Food Sovereignty: Combatting Childhood Obesity in Native American and Black Communities
This blog was written with input from Barb Fabre, CEO, Indigenous Visioning; Trisha Moquino, Co-Founder/Education Director, Keres Children’s Learning Center; A-dae Romero-Briones (Kiowa/Cochiti), Director of Programs, Native Agriculture and Food Systems Initiative; and Gale Spotted Tail, Rosebud Sioux Tribe Child Care Services/Lakota Language Preservation Project.

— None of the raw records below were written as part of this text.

use crate::foundation::core::{Affine, BezPath, Point, Rect, Vec2};
use crate::path::command::{CommandKind, PathCommand};
use kurbo::Shape;

const ARC_TOLERANCE: f64 = 0.1;

/// Running pen state while walking a command sequence.
#[derive(Clone, Copy, Debug, Default)]
pub(crate) struct Cursor {
    pub(crate) current: Point,
    pub(crate) start: Point,
}

impl Cursor {
    /// Resolve operand pair `i` (x at `2i`, y at `2i+1`) to an absolute point.
    pub(crate) fn point(&self, cmd: &PathCommand, i: usize) -> Point {
        let x = cmd.operands[2 * i];
        let y = cmd.operands[2 * i + 1];
        if cmd.relative {
            Point::new(self.current.x + x, self.current.y + y)
        } else {
            Point::new(x, y)
        }
    }

    /// Move the pen past `cmd` without emitting anything.
    pub(crate) fn advance(&mut self, cmd: &PathCommand) {
        if cmd.kind == CommandKind::Close {
            self.current = self.start;
            return;
        }
        if !cmd.is_well_formed() {
            return;
        }
        let o = &cmd.operands;
        let next = match cmd.kind {
            CommandKind::HorizontalLine => {
                let x = if cmd.relative { self.current.x + o[0] } else { o[0] };
                Point::new(x, self.current.y)
            }
            CommandKind::VerticalLine => {
                let y = if cmd.relative { self.current.y + o[0] } else { o[0] };
                Point::new(self.current.x, y)
            }
            CommandKind::Arc => {
                let (x, y) = (o[5], o[6]);
                if cmd.relative {
                    Point::new(self.current.x + x, self.current.y + y)
                } else {
                    Point::new(x, y)
                }
            }
            kind => self.point(cmd, kind.arity() / 2 - 1),
        };
        if cmd.kind == CommandKind::Move {
            self.start = next;
        }
        self.current = next;
    }
}

/// Rewrite `commands` using only absolute move/line/cubic/quadratic/close.
///
/// Horizontal and vertical lines become lines, smooth curves get their reflected control
/// points spelled out and arcs are approximated by cubics. No-op commands are dropped.
pub fn absolutize(commands: &[PathCommand]) -> Vec<PathCommand> {
    let mut out = Vec::with_capacity(commands.len());
    let mut cur = Cursor::default();
    let mut last_cubic_ctrl: Option<Point> = None;
    let mut last_quad_ctrl: Option<Point> = None;

    for cmd in commands {
        if cmd.kind != CommandKind::Close && !cmd.is_well_formed() {
            continue;
        }
        let mut cubic_ctrl = None;
        let mut quad_ctrl = None;

        match cmd.kind {
            CommandKind::Move => {
                let p = cur.point(cmd, 0);
                out.push(PathCommand::move_to(p.x, p.y));
            }
            CommandKind::Line => {
                let p = cur.point(cmd, 0);
                out.push(PathCommand::line_to(p.x, p.y));
            }
            CommandKind::HorizontalLine | CommandKind::VerticalLine => {
                let mut probe = cur;
                probe.advance(cmd);
                out.push(PathCommand::line_to(probe.current.x, probe.current.y));
            }
            CommandKind::CubicCurve => {
                let (c1, c2, p) = (cur.point(cmd, 0), cur.point(cmd, 1), cur.point(cmd, 2));
                out.push(PathCommand::curve_to(c1.x, c1.y, c2.x, c2.y, p.x, p.y));
                cubic_ctrl = Some(c2);
            }
            CommandKind::SmoothCubic => {
                let c1 = reflect(last_cubic_ctrl, cur.current);
                let (c2, p) = (cur.point(cmd, 0), cur.point(cmd, 1));
                out.push(PathCommand::curve_to(c1.x, c1.y, c2.x, c2.y, p.x, p.y));
                cubic_ctrl = Some(c2);
            }
            CommandKind::QuadraticCurve => {
                let (c, p) = (cur.point(cmd, 0), cur.point(cmd, 1));
                out.push(PathCommand::quad_to(c.x, c.y, p.x, p.y));
                quad_ctrl = Some(c);
            }
            CommandKind::SmoothQuadratic => {
                let c = reflect(last_quad_ctrl, cur.current);
                let p = cur.point(cmd, 0);
                out.push(PathCommand::quad_to(c.x, c.y, p.x, p.y));
                quad_ctrl = Some(c);
            }
            CommandKind::Arc => {
                let mut probe = cur;
                probe.advance(cmd);
                push_arc(&mut out, cur.current, probe.current, &cmd.operands);
            }
            CommandKind::Close => out.push(PathCommand::close()),
        }

        cur.advance(cmd);
        last_cubic_ctrl = cubic_ctrl;
        last_quad_ctrl = quad_ctrl;
    }
    out
}

fn reflect(ctrl: Option<Point>, about: Point) -> Point {
    match ctrl {
        Some(c) => about + (about - c),
        None => about,
    }
}

fn push_arc(out: &mut Vec<PathCommand>, from: Point, to: Point, o: &[f64]) {
    let arc = kurbo::SvgArc {
        from,
        to,
        radii: Vec2::new(o[0].abs(), o[1].abs()),
        x_rotation: o[2].to_radians(),
        large_arc: o[3] != 0.0,
        sweep: o[4] != 0.0,
    };
    match kurbo::Arc::from_svg_arc(&arc) {
        Some(arc) => arc.to_cubic_beziers(ARC_TOLERANCE, |c1, c2, p| {
            out.push(PathCommand::curve_to(c1.x, c1.y, c2.x, c2.y, p.x, p.y));
        }),
        None => out.push(PathCommand::line_to(to.x, to.y)),
    }
}

/// Map every point of `commands` through `affine`. The result is absolute.
pub fn transform(commands: &[PathCommand], affine: Affine) -> Vec<PathCommand> {
    let mut out = absolutize(commands);
    for cmd in &mut out {
        for pair in cmd.operands.chunks_exact_mut(2) {
            let p = affine * Point::new(pair[0], pair[1]);
            pair[0] = p.x;
            pair[1] = p.y;
        }
    }
    out
}

/// Build a kurbo path. Commands that cannot be drawn are skipped.
pub fn to_bezpath(commands: &[PathCommand]) -> BezPath {
    let mut path = BezPath::new();
    let mut open = false;
    let mut subpath_start = Point::ZERO;
    for cmd in absolutize(commands) {
        let o = &cmd.operands;
        match cmd.kind {
            CommandKind::Move => {
                subpath_start = Point::new(o[0], o[1]);
                path.move_to(subpath_start);
                open = true;
            }
            CommandKind::Close => {
                if open {
                    path.close_path();
                    open = false;
                }
            }
            // kurbo requires a move before any segment; after a close the pen sits at the
            // subpath start.
            _ if !open => {
                path.move_to(subpath_start);
                open = true;
                push_segment(&mut path, &cmd);
            }
            _ => push_segment(&mut path, &cmd),
        }
    }
    path
}

fn push_segment(path: &mut BezPath, cmd: &PathCommand) {
    let o = &cmd.operands;
    match cmd.kind {
        CommandKind::Line => path.line_to((o[0], o[1])),
        CommandKind::QuadraticCurve => path.quad_to((o[0], o[1]), (o[2], o[3])),
        CommandKind::CubicCurve => path.curve_to((o[0], o[1]), (o[2], o[3]), (o[4], o[5])),
        _ => {}
    }
}

/// Tight bounds of the drawn geometry under `affine`.
///
/// Returns `None` for empty outlines and for outlines whose bounds are not finite.
pub fn bounds(commands: &[PathCommand], affine: Affine) -> Option<Rect> {
    let path = to_bezpath(commands);
    if path.elements().is_empty() {
        return None;
    }
    let r = (affine * path).bounding_box();
    r.is_finite().then_some(r)
}

#[cfg(test)]
#[path = "../../tests/unit/path/convert.rs"]
mod tests;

Every family wants to provide healthy food for their young children. But in the US, systemic discrimination has made this next to impossible. The degree to which families are food secure, i.e., have the “physical, social, and economic access to sufficient, safe, and nutritious food that meets their food preferences and dietary needs for an active and healthy life,” often depends on their race and ethnicity. One in four Native Americans experiences food insecurity, compared to one in nine Americans overall. And, in 2020, 24% of Black individuals experienced food insecurity – more than three times the rate of White households. With low access to fresh foods but readily available fast food, childhood obesity has ensued. Native American children have the highest rates of obesity in the US; more than 20 percent of Native American and 14 percent of Black children ages 2 to 5 have obesity, compared to 13.7 percent of US children of all other races. As we know, obesity can put these children at greater risk for diabetes and cardiovascular problems later in life. Before discussing some steps that can be taken to solve the problem, it’s important to acknowledge how we got here.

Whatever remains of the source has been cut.